**TASK PROMPT:**
Every line in the records below that holds "filter" must be identified and copied.

**THE DATA:**
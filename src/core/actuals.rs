//! Read path over persisted actuals. Reads never trigger a recompute.

use crate::{
    core::period::validate_month,
    entities::{MetricActual, metric_actual},
    errors::Result,
};
use sea_orm::{QueryOrder, prelude::*};

/// Persisted actuals of `year`, optionally narrowed to one month and/or one metric,
/// ordered by month then metric key.
pub async fn get_actuals<C>(
    db: &C,
    year: i32,
    month: Option<u32>,
    metric_key: Option<&str>,
) -> Result<Vec<metric_actual::Model>>
where
    C: ConnectionTrait,
{
    if let Some(month) = month {
        validate_month(month)?;
    }

    let mut query = MetricActual::find().filter(metric_actual::Column::Year.eq(year));
    if let Some(month) = month {
        query = query.filter(metric_actual::Column::Month.eq(month));
    }
    if let Some(key) = metric_key {
        query = query.filter(metric_actual::Column::MetricKey.eq(key));
    }

    query
        .order_by_asc(metric_actual::Column::Month)
        .order_by_asc(metric_actual::Column::MetricKey)
        .all(db)
        .await
        .map_err(Into::into)
}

**TASK RESULT:**
    let mut query = MetricActual::find().filter(metric_actual::Column::Year.eq(year));
        query = query.filter(metric_actual::Column::Month.eq(month));
        query = query.filter(metric_actual::Column::MetricKey.eq(key));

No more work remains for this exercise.